Pada achir tahun 1950 hanja ada satu buah pabrik Sigaret jang menggunakan mesin untuk penggulung jaitu di Pematang Siantar jang mempunjai 3 mesin penggulung, tetapi pada achir tahun 1952 perusahaan ini bertambah djadi 9 buah dengan menggunakan sedjumlah 12 buah mesin. Dari sebanjak itu hanja ada sebuah kepunjaan bangsa Indonesia dan lain-lain adalah kepunjaan modal tjampuran dan Asing.


8. Pembikinan barang-barang dari bahan karet.
Di Sumatera Utara hanja terdapat sebuah perusahaan pembikinan ban luar sepeda jang dapat menghasilkan 10.000 buah sebulan dan disamping itu perusahaan tersebut membikin djuga sandal karet dll. Selain dari itu masih ada perusahaan pembikinan barang dari karet jang ketjil-ketjil untuk membikin tapak sepatu, mainan anak-anak dari karet, ketjil untuk sandal dll, hampir seluruhnja usaha ini ditangan bangsa Asing.

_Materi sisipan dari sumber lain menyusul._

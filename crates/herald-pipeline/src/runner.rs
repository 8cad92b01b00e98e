//! Assistant runner: executes the coding assistant CLI against the task
//! spec and reports timings and cost back for the comment footer.
//!
//! The runner is a trait so orchestration tests can substitute a scripted
//! implementation; production uses [`ClaudeCliRunner`], which shells out
//! to the `claude` CLI in non-interactive JSON mode.

use std::path::Path;
use std::process::Stdio;
use std::time::{Duration, Instant};

use async_trait::async_trait;
use serde::Deserialize;
use tokio::process::Command;

use herald_core::handoff::RunMetrics;
use herald_core::retry::truncate_for_error;
use herald_core::HeraldError;

const FAILURE_SUMMARY_MAX_CHARS: usize = 240;

/// Everything one assistant invocation needs from the prepared run.
#[derive(Debug, Clone, Copy)]
pub struct RunnerRequest<'a> {
    pub prompt_path: &'a Path,
    /// Branch the assistant must commit to.
    pub working_branch: &'a str,
    /// Tracking comment the assistant may post progress into.
    pub comment_id: Option<u64>,
    pub allowed_tools: &'a [String],
}

#[async_trait]
pub trait AssistantRunner: Send + Sync {
    async fn execute(&self, request: RunnerRequest<'_>) -> Result<RunMetrics, HeraldError>;
}

#[derive(Debug, Clone, PartialEq, Eq)]
pub struct ClaudeCliRunnerConfig {
    pub executable: String,
    pub extra_args: Vec<String>,
    pub timeout_ms: u64,
}

impl Default for ClaudeCliRunnerConfig {
    fn default() -> Self {
        Self {
            executable: "claude".to_string(),
            extra_args: Vec::new(),
            timeout_ms: 1_800_000,
        }
    }
}

#[derive(Debug, Clone, PartialEq, Eq)]
pub struct ClaudeCliRunner {
    config: ClaudeCliRunnerConfig,
}

impl ClaudeCliRunner {
    pub fn new(config: ClaudeCliRunnerConfig) -> Result<Self, HeraldError> {
        if config.executable.trim().is_empty() {
            return Err(HeraldError::Runner(
                "assistant executable is empty".to_string(),
            ));
        }
        if config.timeout_ms == 0 {
            return Err(HeraldError::Runner(
                "assistant timeout must be greater than 0ms".to_string(),
            ));
        }
        Ok(Self { config })
    }
}

/// Result envelope the CLI prints in `--output-format json` mode.
#[derive(Debug, Deserialize)]
struct CliResultEnvelope {
    #[serde(default)]
    is_error: bool,
    #[serde(default)]
    result: Option<String>,
    #[serde(default)]
    duration_ms: Option<u64>,
    #[serde(default)]
    duration_api_ms: Option<u64>,
    #[serde(default)]
    total_cost_usd: Option<f64>,
}

#[async_trait]
impl AssistantRunner for ClaudeCliRunner {
    async fn execute(&self, request: RunnerRequest<'_>) -> Result<RunMetrics, HeraldError> {
        let prompt = std::fs::read_to_string(request.prompt_path).map_err(|error| {
            HeraldError::Runner(format!(
                "failed to read task spec {}: {error}",
                request.prompt_path.display()
            ))
        })?;

        let mut command = Command::new(&self.config.executable);
        command.kill_on_drop(true);
        command.arg("-p");
        command.arg(prompt);
        command.arg("--output-format");
        command.arg("json");
        if !request.allowed_tools.is_empty() {
            command.arg("--allowedTools");
            command.arg(request.allowed_tools.join(","));
        }
        command.args(&self.config.extra_args);
        command.env("HERALD_WORKING_BRANCH", request.working_branch);
        if let Some(comment_id) = request.comment_id {
            command.env("HERALD_COMMENT_ID", comment_id.to_string());
        }
        command.stdin(Stdio::null());
        command.stdout(Stdio::piped());
        command.stderr(Stdio::piped());

        let started = Instant::now();
        let child = spawn_with_text_file_busy_retry(&mut command, &self.config.executable).await?;
        let output = tokio::time::timeout(
            Duration::from_millis(self.config.timeout_ms),
            child.wait_with_output(),
        )
        .await
        .map_err(|_| {
            HeraldError::Runner(format!(
                "assistant timed out after {}ms",
                self.config.timeout_ms
            ))
        })?
        .map_err(|error| HeraldError::Runner(format!("assistant process failed: {error}")))?;
        let elapsed_ms = started.elapsed().as_millis() as u64;

        let stdout = String::from_utf8_lossy(&output.stdout).to_string();
        let stderr = String::from_utf8_lossy(&output.stderr).to_string();
        if !output.status.success() {
            let status = output
                .status
                .code()
                .map(|code| code.to_string())
                .unwrap_or_else(|| "signal".to_string());
            let summary = summarize_process_failure(&stderr, &stdout);
            return Err(HeraldError::Runner(format!(
                "assistant exited with status {status}: {summary}"
            )));
        }

        parse_result_envelope(&stdout, elapsed_ms)
    }
}

/// Interprets the CLI stdout. Non-JSON output is treated as a successful
/// plain-text run with only the measured wall time for metrics, matching
/// older CLI builds that print bare text.
fn parse_result_envelope(stdout: &str, elapsed_ms: u64) -> Result<RunMetrics, HeraldError> {
    let trimmed = stdout.trim();
    let Ok(envelope) = serde_json::from_str::<CliResultEnvelope>(trimmed) else {
        tracing::debug!("assistant stdout was not a json envelope; using measured duration");
        return Ok(RunMetrics {
            duration_ms: elapsed_ms,
            api_duration_ms: None,
            cost_usd: None,
        });
    };
    if envelope.is_error {
        let message = envelope
            .result
            .as_deref()
            .map(str::trim)
            .filter(|message| !message.is_empty())
            .unwrap_or("assistant reported an error with no message");
        return Err(HeraldError::Runner(truncate_for_error(
            message,
            FAILURE_SUMMARY_MAX_CHARS,
        )));
    }
    Ok(RunMetrics {
        duration_ms: envelope.duration_ms.unwrap_or(elapsed_ms),
        api_duration_ms: envelope.duration_api_ms,
        cost_usd: envelope.total_cost_usd,
    })
}

async fn spawn_with_text_file_busy_retry(
    command: &mut Command,
    executable: &str,
) -> Result<tokio::process::Child, HeraldError> {
    const MAX_TEXT_FILE_BUSY_RETRIES: u32 = 5;
    const TEXT_FILE_BUSY_ERRNO: i32 = 26;
    for attempt in 0..=MAX_TEXT_FILE_BUSY_RETRIES {
        match command.spawn() {
            Ok(child) => return Ok(child),
            Err(error) => {
                if error.raw_os_error() == Some(TEXT_FILE_BUSY_ERRNO)
                    && attempt < MAX_TEXT_FILE_BUSY_RETRIES
                {
                    tokio::time::sleep(Duration::from_millis(25)).await;
                    continue;
                }
                return Err(HeraldError::Runner(format!(
                    "failed to spawn assistant '{executable}': {error}"
                )));
            }
        }
    }
    Err(HeraldError::Runner(format!(
        "failed to spawn assistant '{executable}': unknown error"
    )))
}

fn summarize_process_failure(stderr: &str, stdout: &str) -> String {
    let stderr = stderr.trim();
    if !stderr.is_empty() {
        return truncate_for_error(stderr, FAILURE_SUMMARY_MAX_CHARS);
    }
    let stdout = stdout.trim();
    if !stdout.is_empty() {
        return truncate_for_error(stdout, FAILURE_SUMMARY_MAX_CHARS);
    }
    "no error output".to_string()
}

#[cfg(test)]
mod tests {
    use super::*;
    use std::path::PathBuf;

    use tempfile::tempdir;

    #[cfg(unix)]
    use std::os::unix::fs::PermissionsExt;

    #[cfg(unix)]
    fn write_script(dir: &Path, body: &str) -> PathBuf {
        let script = dir.join("mock-claude.sh");
        let content = format!("#!/bin/sh\nset -eu\n{body}\n");
        std::fs::write(&script, content).expect("write script");
        let mut perms = std::fs::metadata(&script)
            .expect("script metadata")
            .permissions();
        perms.set_mode(0o755);
        std::fs::set_permissions(&script, perms).expect("chmod script");
        script
    }

    fn write_prompt(dir: &Path) -> PathBuf {
        let path = dir.join("task-spec.md");
        std::fs::write(&path, "# Coding task\nfix the cache\n").expect("write prompt");
        path
    }

    fn request<'a>(prompt_path: &'a Path, tools: &'a [String]) -> RunnerRequest<'a> {
        RunnerRequest {
            prompt_path,
            working_branch: "claude-issue-789",
            comment_id: Some(42),
            allowed_tools: tools,
        }
    }

    #[test]
    fn unit_runner_config_rejects_blank_executable_and_zero_timeout() {
        let blank = ClaudeCliRunner::new(ClaudeCliRunnerConfig {
            executable: "  ".to_string(),
            ..ClaudeCliRunnerConfig::default()
        });
        assert!(blank.is_err());

        let zero = ClaudeCliRunner::new(ClaudeCliRunnerConfig {
            timeout_ms: 0,
            ..ClaudeCliRunnerConfig::default()
        });
        assert!(zero.is_err());
    }

    #[test]
    fn unit_result_envelope_parses_metrics() {
        let stdout = r#"{"type":"result","is_error":false,"result":"done","duration_ms":30500,"duration_api_ms":2100,"total_cost_usd":0.0142}"#;
        let metrics = parse_result_envelope(stdout, 99).unwrap();
        assert_eq!(metrics.duration_ms, 30_500);
        assert_eq!(metrics.api_duration_ms, Some(2_100));
        assert_eq!(metrics.cost_usd, Some(0.0142));
    }

    #[test]
    fn unit_result_envelope_surfaces_error_payload() {
        let stdout = r#"{"type":"result","is_error":true,"result":"credit exhausted"}"#;
        let error = parse_result_envelope(stdout, 99).unwrap_err();
        assert!(error.to_string().contains("credit exhausted"));
    }

    #[test]
    fn unit_plain_stdout_falls_back_to_measured_duration() {
        let metrics = parse_result_envelope("all done", 1_234).unwrap();
        assert_eq!(metrics.duration_ms, 1_234);
        assert_eq!(metrics.cost_usd, None);
    }

    #[cfg(unix)]
    #[tokio::test]
    async fn integration_runner_passes_prompt_tools_and_env_to_cli() {
        let dir = tempdir().expect("tempdir");
        let prompt_path = write_prompt(dir.path());
        let script = write_script(
            dir.path(),
            r#"
if [ "$1" != "-p" ]; then
  echo "expected -p argument" >&2
  exit 11
fi
case "$2" in
  *"fix the cache"*) ;;
  *) echo "prompt text missing" >&2; exit 12;;
esac
shift 2
fmt=""
tools=""
while [ "$#" -gt 0 ]; do
  case "$1" in
    --output-format) shift; fmt="$1";;
    --allowedTools) shift; tools="$1";;
  esac
  shift
done
if [ "$fmt" != "json" ]; then
  echo "expected json output format" >&2
  exit 13
fi
if [ "$tools" != "Edit,Bash" ]; then
  echo "expected tool allowlist" >&2
  exit 14
fi
if [ "$HERALD_WORKING_BRANCH" != "claude-issue-789" ]; then
  echo "expected working branch env" >&2
  exit 15
fi
if [ "$HERALD_COMMENT_ID" != "42" ]; then
  echo "expected comment id env" >&2
  exit 16
fi
printf '{"type":"result","is_error":false,"result":"patched","duration_ms":30500,"duration_api_ms":2100,"total_cost_usd":0.0142}'
"#,
        );
        let runner = ClaudeCliRunner::new(ClaudeCliRunnerConfig {
            executable: script.display().to_string(),
            extra_args: vec![],
            timeout_ms: 30_000,
        })
        .expect("build runner");

        let tools = vec!["Edit".to_string(), "Bash".to_string()];
        let metrics = runner
            .execute(request(&prompt_path, &tools))
            .await
            .expect("run");
        assert_eq!(metrics.duration_ms, 30_500);
        assert_eq!(metrics.cost_usd, Some(0.0142));
    }

    #[cfg(unix)]
    #[tokio::test]
    async fn regression_runner_reports_non_zero_exit_with_stderr() {
        let dir = tempdir().expect("tempdir");
        let prompt_path = write_prompt(dir.path());
        let script = write_script(
            dir.path(),
            r#"
echo "claude auth failed" >&2
exit 42
"#,
        );
        let runner = ClaudeCliRunner::new(ClaudeCliRunnerConfig {
            executable: script.display().to_string(),
            extra_args: vec![],
            timeout_ms: 30_000,
        })
        .expect("build runner");

        let error = runner
            .execute(request(&prompt_path, &[]))
            .await
            .expect_err("expected failure");
        assert!(error.to_string().contains("status 42"));
        assert!(error.to_string().contains("claude auth failed"));
    }

    #[cfg(unix)]
    #[tokio::test]
    async fn regression_runner_times_out_on_hung_cli() {
        let dir = tempdir().expect("tempdir");
        let prompt_path = write_prompt(dir.path());
        let script = write_script(dir.path(), "sleep 5");
        let runner = ClaudeCliRunner::new(ClaudeCliRunnerConfig {
            executable: script.display().to_string(),
            extra_args: vec![],
            timeout_ms: 200,
        })
        .expect("build runner");

        let error = runner
            .execute(request(&prompt_path, &[]))
            .await
            .expect_err("expected timeout");
        assert!(error.to_string().contains("timed out after 200ms"));
    }

    #[tokio::test]
    async fn regression_runner_fails_cleanly_on_missing_prompt_file() {
        let dir = tempdir().expect("tempdir");
        let missing = dir.path().join("absent.md");
        let runner = ClaudeCliRunner::new(ClaudeCliRunnerConfig::default()).expect("build runner");
        let error = runner
            .execute(request(&missing, &[]))
            .await
            .expect_err("expected failure");
        assert!(error.to_string().contains("absent.md"));
    }
}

Masih ada beberapa pengusaha jang akan bergerak kedjurusan ini, tetapi kelihatannja hanja terdiri dari bangsa asing sadja.


9. Perusahaan lain-lain.
Perusahaan- perusahaan seperti pembikinan buku-buku tulis, pendjilidan buku, dll. boleh dikatakan terus bertambah. (Perusahaan-perusahaan ketjil ini banjak jang belum didaftarkan sehingga tidak dapat diketahui betul keadaannja jang sebenarnja) .
10. Bantuan modal.
Umumnja pengusaha-pengusaha nasional, seperti telah disebutkan sangat lemah berhubung dengan ketiadaan modal dan kurang paham tentang tehnik dan effisiensi perusahaan. Memang diakui pindjaman-pindjamn telah banjak diberikan melalui bank-bank pemerintah, tetapi seringkali djumlah pindjaman jang dikabulkan tidak mentjukupi. Telah sepatutnja pengusaha-pengusaha nasional jang dipertjaja diberi bantuan setjukupnja supaja perusahaan tidak terhenti, sekalipun misalnja hasil jang memuaskan tidak lantas dapat dikeluarkan untuk didjual kepada umum.

Djika terpaksa berhenti satu dua hari sadjapun, ini telah berarti kerugian bagi perindustrian tersebut, berhubung dengan :
a. gadji pekerdja dan pegawai harus dibajar terus.
b. hasil tidak ada karena barang-barang bahan atau penggerakkan perusahaan tidak diperoleh.

Ini lebih-lebih dirasakan oleh perusahaan-perusahaan jang belum madju. Melihat perkembangan perindustrian di Sumatera Utara, ada harapan perusahaan-perusahaan nasional akan meningkat madju, apalagi djika kemadjuan ini senantiasa dibarengi oleh bantuan-bantuan modal dan bimbingan dari djawatan-djawatan jang bersangkutan.